4. On being aggrieved by the order of the Ld.CIT(E), assessee is in appeal before us by raising following grounds of appeal: –

“1. Learned CIT(Exemption)’s order is erroneous on the facts of the case and is bad in law.

2. Learned CIT(Exemption) erred in invoking the fifteenth Proviso to Sec. 10(23C)(**) to withdraw the approval u/S.10(23C)(vi), since the premise on which it was withdrawn was on a wrong fact (on the ground that the appellant mentioned in Form.10A that they were not granted exemption at any time earlier, which is an accepted fact on record even as per the learned PCIT).

3. Learned CIT(Exemption) erred in observing that there was a ‘specified violation’ of false information in form.10A whereas the appellant has not filed any false/incorrect information in the said Form.

4. The appellant craves leave to add or amend any Ground of Appeal.”

5. The only contention of the Ld. Authorised Representative [hereinafter “Ld.AR”] is that, assessee was not having any Registration under section 10(23C)(vi) of the Act prior to the application under the New Regime. Ld.AR further submitted that this fact was mentioned in Form 10A filed by the assessee in Sl. No. 2. Ld.AR submitted that the Ld.CIT(E) in Paragraph No. 3 has observed that assessee has not been registered under section 12A or 10(23C) earlier, however, Ld.CIT(E) has contradicted himself by stating that assessee has earlier claimed Registration under section 10(23C) of the Act. He therefore, pleaded that file maybe remitted back to Ld.CIT(E) for re-examination of the case on merits.

6. Per contra, Ld. Departmental Representative [hereinafter in short “Ld.DR”] relied on the orders of the Ld.CIT(E).

7. We have heard both the sides and perused the material available on record and orders of the Revenue Authorities. It was the contention of the Ld.CIT(E) that assessee has earlier applied for Registration / Approval and the said application was rejected.
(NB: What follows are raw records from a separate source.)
// Normalization pipeline: processing engine, run orchestration, and reporting

pub mod orchestrator;
pub mod processing;
pub mod report;

// Re-export key types from each stage
pub use orchestrator::Orchestrator;
pub use processing::normalize;
pub use report::{RunReport, RunStats};
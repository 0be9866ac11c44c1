use chrono::{DateTime, Utc};
use serde::Serialize;

use crate::pipeline::processing::normalize::Warning;

/// Outcome of one successfully normalized file
#[derive(Debug, Clone, Serialize)]
#[serde(rename_all = "camelCase")]
pub struct ProcessedFile {
    pub file: String,
    pub out: String,
    pub warnings_count: usize,
    pub warnings: Vec<Warning>,
}

/// A file that could not be read, parsed or written
#[derive(Debug, Clone, Serialize)]
pub struct FileError {
    pub file: String,
    pub error: String,
}

/// A warning attributed to the file that raised it
#[derive(Debug, Clone, Serialize)]
pub struct FileWarning {
    pub file: String,
    pub warning: Warning,
}

#[derive(Debug, Clone, Default, Serialize)]
#[serde(rename_all = "camelCase")]
pub struct RunStats {
    pub files: usize,
    pub normalized_files: usize,
}

/// Summary of one normalization run, persisted as `report.json`
#[derive(Debug, Clone, Serialize)]
#[serde(rename_all = "camelCase")]
pub struct RunReport {
    pub started_at: DateTime<Utc>,
    pub finished_at: Option<DateTime<Utc>>,
    pub processed: Vec<ProcessedFile>,
    pub errors: Vec<FileError>,
    pub warnings: Vec<FileWarning>,
    pub stats: RunStats,
}

impl RunReport {
    pub fn new() -> Self {
        Self {
            started_at: Utc::now(),
            finished_at: None,
            processed: Vec::new(),
            errors: Vec::new(),
            warnings: Vec::new(),
            stats: RunStats::default(),
        }
    }

    /// Count a discovered file before it is attempted
    pub fn record_discovered(&mut self) {
        self.stats.files += 1;
    }

    pub fn record_success(&mut self, file: String, out: String, warnings: Vec<Warning>) {
        self.warnings.extend(warnings.iter().map(|w| FileWarning {
            file: file.clone(),
            warning: w.clone(),
        }));
        self.processed.push(ProcessedFile {
            file,
            out,
            warnings_count: warnings.len(),
            warnings,
        });
        self.stats.normalized_files += 1;
    }

    pub fn record_error(&mut self, file: String, error: impl ToString) {
        self.errors.push(FileError {
            file,
            error: error.to_string(),
        });
    }

    pub fn finish(&mut self) {
        self.finished_at = Some(Utc::now());
    }

    pub fn duration(&self) -> Option<chrono::Duration> {
        self.finished_at.map(|end| end - self.started_at)
    }
}

impl Default for RunReport {
    fn default() -> Self {
        Self::new()
    }
}
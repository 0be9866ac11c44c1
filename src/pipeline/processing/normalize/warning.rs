use serde::Serialize;
use serde_json::Value;

/// Where in a file a normalization step is happening
#[derive(Debug, Clone, Default, PartialEq, Serialize)]
#[serde(rename_all = "camelCase")]
pub struct Context {
    pub file: Option<String>,
    #[serde(skip_serializing_if = "Option::is_none")]
    pub feature_id: Option<Value>,
    #[serde(skip_serializing_if = "Option::is_none")]
    pub idx: Option<usize>,
    #[serde(skip_serializing_if = "Option::is_none")]
    pub source: Option<String>,
    #[serde(skip_serializing_if = "Option::is_none")]
    pub nested_index: Option<usize>,
}

impl Context {
    pub fn for_file(file: impl Into<String>) -> Self {
        Self {
            file: Some(file.into()),
            ..Self::default()
        }
    }

    pub fn with_source(mut self, source: Option<String>) -> Self {
        self.source = source;
        self
    }

    pub fn with_feature_id(mut self, feature_id: Option<Value>) -> Self {
        self.feature_id = feature_id;
        self
    }

    pub fn with_idx(mut self, idx: usize) -> Self {
        self.idx = Some(idx);
        self
    }

    pub fn with_nested_index(mut self, nested_index: usize) -> Self {
        self.nested_index = Some(nested_index);
        self
    }
}

/// A non-fatal data-quality finding. Never aborts normalization of a file.
#[derive(Debug, Clone, PartialEq, Serialize)]
#[serde(tag = "kind", rename_all = "snake_case")]
pub enum Warning {
    FromNotArray {
        context: Context,
        value: Value,
    },
    SlotsTableParseNonObject {
        context: Context,
        value: Value,
    },
    SlotsTableParseError {
        context: Context,
        value: Value,
        message: String,
    },
    SlotsTableUnknown {
        context: Context,
        value: Value,
    },
    EffectNotObject {
        context: Context,
        value: Value,
    },
    MecaniqueMappedToEffects {
        context: Context,
        file: Option<String>,
    },
    GrantFeatureNoId {
        context: Context,
    },
    FeatureMecaniqueMapped {
        context: Context,
        file: Option<String>,
        #[serde(rename = "featureId")]
        feature_id: Option<Value>,
    },
    FileUnknownShape {
        context: Context,
        file: Option<String>,
    },
    ChooseNotNumeric {
        context: Context,
        value: Value,
    },
    PayloadNotObject {
        context: Context,
        value: Value,
    },
}

impl Warning {
    /// The serialized `kind` tag
    pub fn kind(&self) -> &'static str {
        match self {
            Warning::FromNotArray { .. } => "from_not_array",
            Warning::SlotsTableParseNonObject { .. } => "slots_table_parse_non_object",
            Warning::SlotsTableParseError { .. } => "slots_table_parse_error",
            Warning::SlotsTableUnknown { .. } => "slots_table_unknown",
            Warning::EffectNotObject { .. } => "effect_not_object",
            Warning::MecaniqueMappedToEffects { .. } => "mecanique_mapped_to_effects",
            Warning::GrantFeatureNoId { .. } => "grant_feature_no_id",
            Warning::FeatureMecaniqueMapped { .. } => "feature_mecanique_mapped",
            Warning::FileUnknownShape { .. } => "file_unknown_shape",
            Warning::ChooseNotNumeric { .. } => "choose_not_numeric",
            Warning::PayloadNotObject { .. } => "payload_not_object",
        }
    }

    pub fn context(&self) -> &Context {
        match self {
            Warning::FromNotArray { context, .. }
            | Warning::SlotsTableParseNonObject { context, .. }
            | Warning::SlotsTableParseError { context, .. }
            | Warning::SlotsTableUnknown { context, .. }
            | Warning::EffectNotObject { context, .. }
            | Warning::MecaniqueMappedToEffects { context, .. }
            | Warning::GrantFeatureNoId { context }
            | Warning::FeatureMecaniqueMapped { context, .. }
            | Warning::FileUnknownShape { context, .. }
            | Warning::ChooseNotNumeric { context, .. }
            | Warning::PayloadNotObject { context, .. } => context,
        }
    }
}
However, it is observed that the Ld.CIT(E) has not brought any material on record regarding the application made earlier by the assessee. We therefore find merit in the argument of the Ld.AR and hence are of the considered view that it shall be deemed fit to remit file back to the Ld.CIT(E) to re-examine the case on merits and decide on the approval of registration under section 10(23C) of the Act to the assessee.

8. In the result, appeal of the assessee is allowed for statistical purposes.

Order pronounced in the open court on 25th September, 2024.